BEGIN

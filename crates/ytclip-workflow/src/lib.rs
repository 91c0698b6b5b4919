//! Clip workflow for the YouTube clipper.
//!
//! Sequences URL submission, boundary marking, clip preview and export, and
//! owns the editor and preview player sessions.

pub mod config;
pub mod error;
pub mod logging;
pub mod preferences;
pub mod state;
pub mod workflow;

#[cfg(test)]
mod workflow_tests;

pub use config::ClipperConfig;
pub use error::{WorkflowError, WorkflowResult};
pub use logging::init_tracing;
pub use preferences::{
    resolve_theme, JsonFilePreferenceStore, MemoryPreferenceStore, PreferenceError, PreferenceResult,
    PreferenceStore,
};
pub use state::{WorkflowEvent, WorkflowSnapshot, WorkflowStage, WorkflowState};
pub use workflow::{ClipWorkflow, Surface};
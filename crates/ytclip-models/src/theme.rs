//! Display theme shared by the workflow and embedded players.

use schemars::JsonSchema;
use serde::{Deserialize, Serialize};

/// Light or dark presentation.
#[derive(Debug, Clone, Copy, PartialEq, Eq, Hash, Serialize, Deserialize, JsonSchema, Default)]
#[serde(rename_all = "lowercase")]
pub enum Theme {
    #[default]
    Light,
    Dark,
}

impl Theme {
    pub fn as_str(&self) -> &'static str {
        match self {
            Theme::Light => "light",
            Theme::Dark => "dark",
        }
    }

    /// The other theme.
    pub fn toggled(self) -> Self {
        match self {
            Theme::Light => Theme::Dark,
            Theme::Dark => Theme::Light,
        }
    }

    /// Startup resolution: saved preference, then the OS dark-mode hint, then light.
    pub fn resolve(saved: Option<Theme>, os_prefers_dark: Option<bool>) -> Self {
        match (saved, os_prefers_dark) {
            (Some(theme), _) => theme,
            (None, Some(true)) => Theme::Dark,
            _ => Theme::Light,
        }
    }
}

impl std::fmt::Display for Theme {
    fn fmt(&self, f: &mut std::fmt::Formatter<'_>) -> std::fmt::Result {
        f.write_str(self.as_str())
    }
}
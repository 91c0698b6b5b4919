//! Workflow configuration.

use std::path::PathBuf;
use std::time::Duration;

use ytclip_models::{ShareError, ShareTarget, DEFAULT_DOWNLOADER, DEFAULT_VIDEO_HOST};
use ytclip_player::DEFAULT_POLL_INTERVAL;

/// Cosmetic pause between accepting a URL and showing the player.
const DEFAULT_LOAD_DELAY_MS: u64 = 500;

const DEFAULT_PREFERENCES_PATH: &str = ".ytclip/preferences.json";

/// Clipper configuration.
#[derive(Debug, Clone)]
pub struct ClipperConfig {
    /// Delay before a submitted URL finishes loading (may be zero)
    pub load_delay: Duration,
    /// Position poll period for clip previews
    pub poll_interval: Duration,
    /// Host used in watch and share links
    pub video_host: String,
    /// Downloader executable named in the copyable command
    pub downloader: String,
    /// Where the theme preference is persisted
    pub preferences_path: PathBuf,
    /// OS-level dark mode hint, if the host knows it
    pub prefers_dark: Option<bool>,
}

impl Default for ClipperConfig {
    fn default() -> Self {
        Self {
            load_delay: Duration::from_millis(DEFAULT_LOAD_DELAY_MS),
            poll_interval: DEFAULT_POLL_INTERVAL,
            video_host: DEFAULT_VIDEO_HOST.to_string(),
            downloader: DEFAULT_DOWNLOADER.to_string(),
            preferences_path: PathBuf::from(DEFAULT_PREFERENCES_PATH),
            prefers_dark: None,
        }
    }
}

impl ClipperConfig {
    /// Load `.env` if present, then read the environment.
    pub fn load() -> Self {
        dotenvy::dotenv().ok();
        Self::from_env()
    }

    /// Create config from environment variables.
    pub fn from_env() -> Self {
        Self {
            load_delay: Duration::from_millis(env_parse("YTCLIP_LOAD_DELAY_MS").unwrap_or(DEFAULT_LOAD_DELAY_MS)),
            poll_interval: env_parse("YTCLIP_POLL_INTERVAL_MS")
                .map(Duration::from_millis)
                .unwrap_or(DEFAULT_POLL_INTERVAL),
            video_host: std::env::var("YTCLIP_VIDEO_HOST").unwrap_or_else(|_| DEFAULT_VIDEO_HOST.to_string()),
            downloader: std::env::var("YTCLIP_DOWNLOADER").unwrap_or_else(|_| DEFAULT_DOWNLOADER.to_string()),
            preferences_path: std::env::var("YTCLIP_PREFERENCES_PATH")
                .map(PathBuf::from)
                .unwrap_or_else(|_| PathBuf::from(DEFAULT_PREFERENCES_PATH)),
            prefers_dark: std::env::var("YTCLIP_PREFERS_DARK").ok().and_then(|v| parse_flag(&v)),
        }
    }

    /// Link builder for the configured host and downloader.
    pub fn share_target(&self) -> Result<ShareTarget, ShareError> {
        ShareTarget::new(&self.video_host, self.downloader.clone())
    }

    /// Same config with no load delay.
    pub fn without_load_delay(mut self) -> Self {
        self.load_delay = Duration::ZERO;
        self
    }
}

fn env_parse(key: &str) -> Option<u64> {
    std::env::var(key).ok().and_then(|s| s.trim().parse().ok())
}

/// Parse a boolean flag the way env toggles are usually written.
fn parse_flag(value: &str) -> Option<bool> {
    match value.trim().to_ascii_lowercase().as_str() {
        "1" | "true" | "yes" | "on" | "dark" => Some(true),
        "0" | "false" | "no" | "off" | "light" => Some(false),
        _ => None,
    }
}
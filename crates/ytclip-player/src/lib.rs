//! Embedded player sessions for the YouTube clipper.
//!
//! This crate provides:
//! - Capability traits over the embeddable player widget
//! - A shared, load-once handle to the player API
//! - Playback sessions with looping clip preview and ordered teardown
//! - Embed options for free playback and clip preview

pub mod api;
pub mod backend;
pub mod error;
pub mod options;
pub mod session;

#[cfg(any(test, feature = "testing"))]
pub mod testing;

pub use api::PlayerApi;
pub use backend::{PlayerBackend, PlayerInstance, PlayerLoader};
pub use error::{PlayerError, PlayerResult};
pub use options::EmbedOptions;
pub use session::{PlaybackSession, SessionSpec, SessionState, DEFAULT_POLL_INTERVAL};
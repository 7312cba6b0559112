//! Storage: device memory management with Arc-based sharing

use crate::dtype::{DType, Element};
use crate::error::{Error, Result};
use crate::runtime::Runtime;
use std::sync::Arc;

/// Storage for tensor data on a device
///
/// Storage wraps device memory with reference counting, so strided views
/// (transpose, reshape) share the underlying buffer. Memory is released when
/// the last reference is dropped.
pub struct Storage<R: Runtime> {
    inner: Arc<StorageInner<R>>,
}

struct StorageInner<R: Runtime> {
    /// Raw device handle (CPU pointer or GPU buffer id cast to u64)
    ptr: u64,
    /// Number of elements (not bytes)
    len: usize,
    dtype: DType,
    device: R::Device,
}

impl<R: Runtime> Storage<R> {
    /// Allocate uninitialized storage for `len` elements of `dtype`
    pub fn new(len: usize, dtype: DType, device: &R::Device) -> Result<Self> {
        let size_bytes = len
            .checked_mul(dtype.size_in_bytes())
            .ok_or(Error::OutOfMemory { size: usize::MAX })?;
        let ptr = R::allocate(size_bytes, device)?;

        Ok(Self {
            inner: Arc::new(StorageInner {
                ptr,
                len,
                dtype,
                device: device.clone(),
            }),
        })
    }

    /// Copy `data` to the device; the dtype is inferred from the element type
    pub fn from_slice<T: Element>(data: &[T], device: &R::Device) -> Result<Self> {
        Self::from_bytes(bytemuck::cast_slice(data), T::DTYPE, device)
    }

    /// Copy raw bytes to the device with an explicit dtype
    pub fn from_bytes(data: &[u8], dtype: DType, device: &R::Device) -> Result<Self> {
        let storage = Self::new(data.len() / dtype.size_in_bytes(), dtype, device)?;
        if !data.is_empty() {
            R::copy_to_device(data, storage.ptr(), device)?;
        }
        Ok(storage)
    }

    /// Get the raw device handle
    #[inline]
    pub fn ptr(&self) -> u64 {
        self.inner.ptr
    }

    /// Get the number of elements
    #[inline]
    pub fn len(&self) -> usize {
        self.inner.len
    }

    /// Check if storage is empty
    #[inline]
    pub fn is_empty(&self) -> bool {
        self.inner.len == 0
    }

    /// Get the element type
    #[inline]
    pub fn dtype(&self) -> DType {
        self.inner.dtype
    }

    /// Get the device
    #[inline]
    pub fn device(&self) -> &R::Device {
        &self.inner.device
    }

    /// Get size in bytes
    #[inline]
    pub fn size_in_bytes(&self) -> usize {
        self.inner.len * self.inner.dtype.size_in_bytes()
    }

    /// Copy the whole buffer back to the host
    pub fn to_vec<T: bytemuck::Pod>(&self) -> Result<Vec<T>> {
        // Allocate with T's alignment and copy through a byte view of it.
        let mut result = vec![T::zeroed(); self.inner.len];
        if self.inner.len > 0 {
            let bytes: &mut [u8] = bytemuck::cast_slice_mut(&mut result);
            R::copy_from_device(self.inner.ptr, bytes, &self.inner.device)?;
        }
        Ok(result)
    }
}

impl<R: Runtime> Clone for Storage<R> {
    /// Clone increments the reference count (zero-copy)
    fn clone(&self) -> Self {
        Self {
            inner: Arc::clone(&self.inner),
        }
    }
}

impl<R: Runtime> Drop for StorageInner<R> {
    fn drop(&mut self) {
        if self.ptr != 0 {
            R::deallocate(
                self.ptr,
                self.len * self.dtype.size_in_bytes(),
                &self.device,
            );
        }
    }
}

impl<R: Runtime> std::fmt::Debug for Storage<R> {
    fn fmt(&self, f: &mut std::fmt::Formatter<'_>) -> std::fmt::Result {
        f.debug_struct("Storage")
            .field("ptr", &format!("0x{:x}", self.inner.ptr))
            .field("len", &self.inner.len)
            .field("dtype", &self.inner.dtype)
            .field("refs", &Arc::strong_count(&self.inner))
            .finish()
    }
}
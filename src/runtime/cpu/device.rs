//! CPU device implementation

use crate::runtime::Device;

/// Work-group size reported by the host when none is configured
pub const DEFAULT_MAX_WORK_GROUP_SIZE: usize = 1024;

/// CPU device (there's only one: the host CPU)
#[derive(Clone, Debug)]
pub struct CpuDevice {
    id: usize,
    max_work_group_size: usize,
}

impl CpuDevice {
    /// Create a new CPU device
    pub fn new() -> Self {
        Self {
            id: 0,
            max_work_group_size: DEFAULT_MAX_WORK_GROUP_SIZE,
        }
    }

    /// Override the work-group limit reported to launch planning
    ///
    /// A limit of 0 is clamped to 1.
    pub fn with_max_work_group_size(mut self, size: usize) -> Self {
        if size == 0 {
            log::warn!("cpu device: max work-group size 0 requested, using 1");
        }
        self.max_work_group_size = size.max(1);
        self
    }
}

impl Default for CpuDevice {
    fn default() -> Self {
        Self::new()
    }
}

impl Device for CpuDevice {
    fn id(&self) -> usize {
        self.id
    }

    fn name(&self) -> String {
        "cpu".to_string()
    }

    fn max_work_group_size(&self) -> usize {
        self.max_work_group_size
    }
}

#[cfg(test)]
mod tests {
    use super::*;

    #[test]
    fn test_default_limit() {
        assert_eq!(CpuDevice::new().max_work_group_size(), 1024);
        assert_eq!(CpuDevice::default().name(), "cpu");
    }

    #[test]
    fn test_custom_limit() {
        let device = CpuDevice::new().with_max_work_group_size(16);
        assert_eq!(device.max_work_group_size(), 16);
        assert!(device.is_same(&CpuDevice::new()));
        assert_eq!(CpuDevice::new().with_max_work_group_size(0).max_work_group_size(), 1);
    }
}
//! CPU client: thread pool configuration and the n-d range executor

use super::device::CpuDevice;
use super::runtime::CpuRuntime;
use crate::algorithm::{NdItem, NdRange, WorkGroupConfig};
use crate::error::Result;
use crate::runtime::RuntimeClient;

#[cfg(feature = "rayon")]
use rayon::prelude::*;
#[cfg(feature = "rayon")]
use std::sync::Arc;

/// Thread-level parallelism settings for CPU kernels
///
/// - `num_threads`: `None` uses rayon's global pool, `Some(1)` runs
///   work-groups in order on the calling thread, `Some(n)` builds a dedicated
///   pool of `n` threads.
/// - `chunk_size`: minimum number of work-groups handed to one rayon task.
#[derive(Clone, Copy, Debug, Default, PartialEq, Eq)]
pub struct ParallelismConfig {
    /// Worker thread count
    pub num_threads: Option<usize>,
    /// Minimum work-groups per rayon task
    pub chunk_size: Option<usize>,
}

impl ParallelismConfig {
    /// Create a parallelism config
    pub const fn new(num_threads: Option<usize>, chunk_size: Option<usize>) -> Self {
        Self {
            num_threads,
            chunk_size,
        }
    }

    /// Single-threaded execution in global-id order
    pub const fn sequential() -> Self {
        Self::new(Some(1), None)
    }

    /// Whether work runs on the calling thread only
    pub fn is_sequential(&self) -> bool {
        self.num_threads == Some(1)
    }
}

/// CPU client for operation dispatch
#[derive(Clone, Debug)]
pub struct CpuClient {
    pub(crate) device: CpuDevice,
    parallelism: ParallelismConfig,
    work_group_config: WorkGroupConfig,
    #[cfg(feature = "rayon")]
    pool: Option<Arc<rayon::ThreadPool>>,
}

impl CpuClient {
    /// Create a new CPU client using rayon's global pool
    pub fn new(device: CpuDevice) -> Self {
        Self {
            device,
            parallelism: ParallelismConfig::default(),
            work_group_config: WorkGroupConfig::default(),
            #[cfg(feature = "rayon")]
            pool: None,
        }
    }

    /// Apply a parallelism config
    ///
    /// If a dedicated pool cannot be built the client logs a warning and keeps
    /// using the global pool.
    pub fn with_parallelism(mut self, config: ParallelismConfig) -> Self {
        #[cfg(feature = "rayon")]
        {
            self.pool = match config.num_threads {
                Some(n) if n > 1 => {
                    match rayon::ThreadPoolBuilder::new().num_threads(n).build() {
                        Ok(pool) => Some(Arc::new(pool)),
                        Err(e) => {
                            log::warn!("cpu client: failed to build {n}-thread pool: {e}");
                            None
                        }
                    }
                }
                _ => None,
            };
        }
        self.parallelism = config;
        self
    }

    /// Override launch planning knobs
    pub fn with_work_group_config(mut self, config: WorkGroupConfig) -> Self {
        self.work_group_config = config;
        self
    }

    /// Current parallelism config
    pub fn parallelism(&self) -> ParallelismConfig {
        self.parallelism
    }

    /// Run `f` inside this client's thread pool
    #[cfg(feature = "rayon")]
    pub fn install_parallelism<F, T>(&self, f: F) -> T
    where
        F: FnOnce() -> T + Send,
        T: Send,
    {
        match &self.pool {
            Some(pool) => pool.install(f),
            None => f(),
        }
    }

    /// Minimum number of items per rayon task
    pub fn rayon_min_len(&self) -> usize {
        self.parallelism.chunk_size.unwrap_or(1).max(1)
    }

    /// Execute `body` once for every global id of `range`
    ///
    /// Items of one work-group run in order on one thread; work-groups are
    /// distributed over the pool. Returns once every item has run, which
    /// makes each call a full completion barrier.
    pub fn parallel_for<F>(&self, range: &NdRange, body: F)
    where
        F: Fn(NdItem) + Sync + Send,
    {
        let range = *range;
        let run_group = |group: usize| {
            for item in range.group_items(group) {
                body(item);
            }
        };

        #[cfg(feature = "rayon")]
        if !self.parallelism.is_sequential() {
            let min_len = self.rayon_min_len();
            self.install_parallelism(|| {
                (0..range.num_groups())
                    .into_par_iter()
                    .with_min_len(min_len)
                    .for_each(run_group);
            });
            return;
        }

        (0..range.num_groups()).for_each(run_group);
    }
}

impl RuntimeClient<CpuRuntime> for CpuClient {
    fn device(&self) -> &CpuDevice {
        &self.device
    }

    fn synchronize(&self) -> Result<()> {
        // parallel_for returns only after completion
        Ok(())
    }

    fn work_group_config(&self) -> WorkGroupConfig {
        self.work_group_config
    }
}
//! Runtime traits for compute backend abstraction

pub mod client;
pub mod device;
pub mod runtime;

pub use client::RuntimeClient;
pub use device::Device;
pub use runtime::Runtime;
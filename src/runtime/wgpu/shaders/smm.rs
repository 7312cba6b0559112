//! Launchers for the im2col convolution shaders
//!
//! A planned [`NdRange`] is `[sample, a, b]` with the fastest-varying index
//! last; it is dispatched as `x = b`, `y = a`, `z = sample`. Launchers only
//! submit, the caller waits on the queue.

use wgpu::{Buffer, Queue};

use super::generator::{
    COLUMNS_ENTRY, GEMM_ENTRY, generate_smm_columns_shader, generate_smm_gemm_shader, wgsl_type,
};
use super::pipeline::{LayoutKey, PipelineCache};
use crate::algorithm::NdRange;
use crate::dtype::DType;
use crate::error::{Error, Result};

/// Work-group shape and count of a range, in WGSL `(x, y, z)` order
fn dispatch_dims(
    range: &NdRange,
    max_groups: u32,
    operation: &'static str,
) -> Result<([u32; 3], [u32; 3])> {
    let local = range.local;
    let groups = range.group_count();

    let to_u32 = |v: usize| {
        u32::try_from(v).ok().filter(|&v| v <= max_groups).ok_or_else(|| {
            Error::backend_limitation(
                "wgpu",
                operation,
                format!("dispatch of {groups:?} work-groups exceeds {max_groups} per dimension"),
            )
        })
    };

    let workgroup = [local[2] as u32, local[1] as u32, local[0] as u32];
    let counts = [to_u32(groups[2])?, to_u32(groups[1])?, to_u32(groups[0])?];
    Ok((workgroup, counts))
}

fn shader_name(entry: &str, dtype: DType, workgroup: [u32; 3]) -> Result<String> {
    let [x, y, z] = workgroup;
    Ok(format!("{entry}_{}_{x}x{y}x{z}", wgsl_type(dtype)?))
}

fn dispatch(
    cache: &PipelineCache,
    queue: &Queue,
    label: &'static str,
    pipeline: &wgpu::ComputePipeline,
    bind_group: &wgpu::BindGroup,
    counts: [u32; 3],
) {
    let mut encoder = cache
        .device()
        .create_command_encoder(&wgpu::CommandEncoderDescriptor { label: Some(label) });

    {
        let mut pass = encoder.begin_compute_pass(&wgpu::ComputePassDescriptor {
            label: Some(label),
            timestamp_writes: None,
        });
        pass.set_pipeline(pipeline);
        pass.set_bind_group(0, Some(bind_group), &[]);
        pass.dispatch_workgroups(counts[0], counts[1], counts[2]);
    }

    queue.submit(std::iter::once(encoder.finish()));
}

/// Launch the column builder over `range` (`[samples, channels, taps]`).
///
/// # Arguments
///
/// * `input` - Contiguous input (N, C_in, H, W)
/// * `columns` - Column buffer, fully overwritten
/// * `params_buffer` - Uniform buffer with `SmmParams`
#[allow(clippy::too_many_arguments)]
pub fn launch_smm_columns(
    cache: &PipelineCache,
    queue: &Queue,
    input: &Buffer,
    columns: &Buffer,
    params_buffer: &Buffer,
    range: &NdRange,
    max_groups_per_dim: u32,
    dtype: DType,
) -> Result<()> {
    let (workgroup, counts) = dispatch_dims(range, max_groups_per_dim, COLUMNS_ENTRY)?;
    let name = shader_name(COLUMNS_ENTRY, dtype, workgroup)?;

    let source = generate_smm_columns_shader(dtype, workgroup)?;
    let module = cache.get_or_create_module(&name, &source);
    let layout = cache.get_or_create_layout(LayoutKey {
        num_storage_buffers: 2,
        num_uniform_buffers: 1,
    });
    let pipeline = cache.get_or_create_pipeline(&name, COLUMNS_ENTRY, &module, &layout);
    let bind_group = cache.create_bind_group(&layout, &[input, columns, params_buffer]);

    log::trace!("{name}: dispatch {counts:?}");
    dispatch(cache, queue, "smm_columns", &pipeline, &bind_group, counts);
    Ok(())
}

/// Launch the GEMM over `range` (`[samples, out_channels, out_area]`).
///
/// # Arguments
///
/// * `columns` - Column buffer written by [`launch_smm_columns`]
/// * `weight` - Contiguous weight (C_out, C_in, K_h, K_w)
/// * `bias` - Bias (C_out), or any buffer when `has_bias` is 0
/// * `output` - Output (N, C_out, H_out, W_out)
/// * `params_buffer` - Uniform buffer with `SmmParams`
#[allow(clippy::too_many_arguments)]
pub fn launch_smm_gemm(
    cache: &PipelineCache,
    queue: &Queue,
    columns: &Buffer,
    weight: &Buffer,
    bias: &Buffer,
    output: &Buffer,
    params_buffer: &Buffer,
    range: &NdRange,
    max_groups_per_dim: u32,
    dtype: DType,
) -> Result<()> {
    let (workgroup, counts) = dispatch_dims(range, max_groups_per_dim, GEMM_ENTRY)?;
    let name = shader_name(GEMM_ENTRY, dtype, workgroup)?;

    let source = generate_smm_gemm_shader(dtype, workgroup)?;
    let module = cache.get_or_create_module(&name, &source);
    let layout = cache.get_or_create_layout(LayoutKey {
        num_storage_buffers: 4,
        num_uniform_buffers: 1,
    });
    let pipeline = cache.get_or_create_pipeline(&name, GEMM_ENTRY, &module, &layout);
    let bind_group =
        cache.create_bind_group(&layout, &[columns, weight, bias, output, params_buffer]);

    log::trace!("{name}: dispatch {counts:?}");
    dispatch(cache, queue, "smm_gemm", &pipeline, &bind_group, counts);
    Ok(())
}
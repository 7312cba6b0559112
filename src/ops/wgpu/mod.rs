//! WebGPU implementation of tensor operations.

pub mod conv;
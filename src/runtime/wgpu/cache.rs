//! Global client cache for WebGPU runtime

use super::client::WgpuClient;
use super::device::{WgpuDevice, WgpuError};
use parking_lot::Mutex;
use std::collections::HashMap;
use std::sync::OnceLock;

/// Device index -> opened client
static CLIENT_CACHE: OnceLock<Mutex<HashMap<usize, WgpuClient>>> = OnceLock::new();

/// Get or create a cached WgpuClient for a device.
///
/// Only one `wgpu::Device` exists per adapter index. Buffers belong to the
/// device that created them and cannot be bound on another one, so every
/// client for the same index must share it.
pub(super) fn get_or_create_client(device: &WgpuDevice) -> Result<WgpuClient, WgpuError> {
    let cache = CLIENT_CACHE.get_or_init(|| Mutex::new(HashMap::new()));
    let mut cache_guard = cache.lock();

    if let Some(client) = cache_guard.get(&device.index) {
        return Ok(client.clone());
    }

    let client = WgpuClient::new_uncached(device.clone())?;
    cache_guard.insert(device.index, client.clone());

    Ok(client)
}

END

§ Exercise brief
When the word "reported" appears in a line of the listing, copy that line.

§ Result for this exercise
/// Work-group size reported by the host when none is configured
    /// Override the work-group limit reported to launch planning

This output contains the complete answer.